The Freedom Call of the Blues
Notes by Mark Clague

To sing the blues is to say something. It may be a cry of personal pain, a celebration of community hope, or a scream of human injustice. The blues is about relationships, typically between the self and the world, but often as not with a symbolic resonance that argues for the universal. The blues is about struggle. It is a music born of the Deep South after the U.S. Civil War, created by the sons, and a few daughters, of enslaved African-Americans. Often the blues accompanied sharecropping in the Mississippi Delta — a practice of farming leased land that was essentially a new form of permanent, indentured servitude by Black bodies to White masters. The blues draws expression from their work songs and field hollers, hopes and trials, spirituals, chants, shouts, and narrative ballads. It is a secular music with a sacred charge to amplify the voice of freedom, to celebrate the expression of those previously denied the right to speak. It is a music of passion, perseverance, resilience, hope, and joy. While having the blues is to feel the weighted veil of sadness, even depression; to perform the blues is to fight back against the shadows. To sing the blues is to triumph.

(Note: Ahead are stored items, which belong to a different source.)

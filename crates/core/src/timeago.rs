use chrono::{DateTime, Datelike, Months, NaiveDate, Utc};

/// Render the calendar distance between two instants
///
/// Breaks the distance into whole years, months and days, skips zero
/// components, and appends " ago": `"2 years 3 months 5 days ago"`.
/// Hours and minutes are dropped entirely, so anything under one full day
/// renders `"today"`. Month arithmetic clamps at month end (Jan 31 is one
/// month before Feb 28). The direction of the interval is ignored.
pub fn time_ago(then: DateTime<Utc>, now: DateTime<Utc>) -> String {
    let (earlier, later) = if then <= now { (then, now) } else { (now, then) };

    let years = later.years_since(earlier).unwrap_or(0);
    let base = earlier
        .checked_add_months(Months::new(years * 12))
        .unwrap_or(earlier);

    let mut months =
        ((later.year() - base.year()) * 12 + later.month() as i32 - base.month() as i32).max(0)
            as u32;
    if months > 0 {
        let overshoots = base
            .checked_add_months(Months::new(months))
            .map(|candidate| candidate > later)
            .unwrap_or(true);
        if overshoots {
            months -= 1;
        }
    }
    let base = base.checked_add_months(Months::new(months)).unwrap_or(base);

    let days = (later - base).num_days().max(0);

    let mut parts: Vec<String> = Vec::new();
    push_unit(&mut parts, years as i64, "year");
    push_unit(&mut parts, months as i64, "month");
    push_unit(&mut parts, days, "day");

    if parts.is_empty() {
        "today".to_string()
    } else {
        format!("{} ago", parts.join(" "))
    }
}

fn push_unit(parts: &mut Vec<String>, value: i64, unit: &str) {
    if value == 1 {
        parts.push(format!("1 {unit}"));
    } else if value > 1 {
        parts.push(format!("{value} {unit}s"));
    }
}

/// Parse a deposit timestamp and render it relative to `now`
///
/// Accepts RFC 3339 datetimes and plain `YYYY-MM-DD` dates (taken as
/// midnight UTC). Unparseable input yields `None` and callers skip the
/// badge.
pub fn deposited_ago(raw: &str, now: DateTime<Utc>) -> Option<String> {
    Some(time_ago(parse_timestamp(raw)?, now))
}

fn parse_timestamp(raw: &str) -> Option<DateTime<Utc>> {
    if let Ok(dt) = raw.parse::<DateTime<Utc>>() {
        return Some(dt);
    }

    let date: NaiveDate = raw.parse().ok()?;
    Some(date.and_hms_opt(0, 0, 0)?.and_utc())
}

#[cfg(test)]
mod tests {
    use super::*;
    use chrono::TimeZone;

    fn utc(y: i32, mo: u32, d: u32, h: u32, mi: u32) -> DateTime<Utc> {
        Utc.with_ymd_and_hms(y, mo, d, h, mi, 0).unwrap()
    }

    #[test]
    fn test_time_ago_single_year() {
        let rendered = time_ago(utc(2022, 6, 15, 12, 0), utc(2023, 6, 15, 12, 0));
        assert_eq!(rendered, "1 year ago");
    }

    #[test]
    fn test_time_ago_years_months_days() {
        let rendered = time_ago(utc(2021, 3, 10, 12, 0), utc(2023, 6, 15, 12, 0));
        assert_eq!(rendered, "2 years 3 months 5 days ago");
    }

    #[test]
    fn test_time_ago_months_only() {
        let rendered = time_ago(utc(2023, 3, 15, 12, 0), utc(2023, 6, 15, 12, 0));
        assert_eq!(rendered, "3 months ago");
    }

    #[test]
    fn test_time_ago_single_day() {
        let rendered = time_ago(utc(2023, 6, 14, 10, 0), utc(2023, 6, 15, 12, 0));
        assert_eq!(rendered, "1 day ago");
    }

    #[test]
    fn test_time_ago_same_day_is_today() {
        let rendered = time_ago(utc(2023, 6, 15, 8, 0), utc(2023, 6, 15, 12, 0));
        assert_eq!(rendered, "today");
    }

    #[test]
    fn test_time_ago_under_one_full_day_is_today() {
        // Crosses midnight but spans less than 24 hours.
        let rendered = time_ago(utc(2023, 6, 14, 20, 0), utc(2023, 6, 15, 8, 0));
        assert_eq!(rendered, "today");
    }

    #[test]
    fn test_time_ago_clamps_at_month_end() {
        let rendered = time_ago(utc(2023, 1, 31, 0, 0), utc(2023, 3, 1, 0, 0));
        assert_eq!(rendered, "1 month 1 day ago");
    }

    #[test]
    fn test_time_ago_direction_insensitive() {
        let a = utc(2021, 3, 10, 12, 0);
        let b = utc(2023, 6, 15, 12, 0);
        assert_eq!(time_ago(a, b), time_ago(b, a));
    }

    #[test]
    fn test_deposited_ago_rfc3339() {
        let now = utc(2023, 6, 15, 12, 0);
        let rendered = deposited_ago("2023-04-01T00:00:00Z", now);
        assert_eq!(rendered, Some("2 months 14 days ago".to_string()));
    }

    #[test]
    fn test_deposited_ago_plain_date() {
        let now = utc(2023, 6, 15, 12, 0);
        let rendered = deposited_ago("2023-06-01", now);
        assert_eq!(rendered, Some("14 days ago".to_string()));
    }

    #[test]
    fn test_deposited_ago_unparseable() {
        let now = utc(2023, 6, 15, 12, 0);
        assert_eq!(deposited_ago("soon", now), None);
        assert_eq!(deposited_ago("", now), None);
    }
}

The blues is a process of working things out. Blues lyrics typically tell a story. Its classic poetic form — often analyzed with the symbols AAB — is inherently a dialogue: statement, restatement, response. The artist grapples with life and takes action. The blues is thus less a formal model than an expressive practice — an art of understanding to inspire change. It may often have 12-bars with a three-fold cyclic pattern of four chords (I-I-I-I•IV-IV-I-I•V-IV-I-I), but it is not a genre born of textbook descriptions. It is the raw, direct expression of the individual, most idiomatically a singer with a guitar. There are infinite types of blues, beginning in the American South with Delta and Piedmont Blues but extending geographically in space, place, and time. There are honky-tonk blues, country blues, urban blues, and electric blues. Louisiana blues, Kansas City blues, Chicago blues, and West Coast blues. Gospel blues and hokum blues. Acid blues, blues rock, boogie-woogie, rhythm and blues, punk blues, and hip hop. There are even blues in classical music, a symphonic form pioneered by George Gershwin’s Rhapsody in Blue (1924), William Grant Still’s Afro-American Symphony (1930), and Duke Ellington’s Diminuendo and Crescendo in Blue (1937).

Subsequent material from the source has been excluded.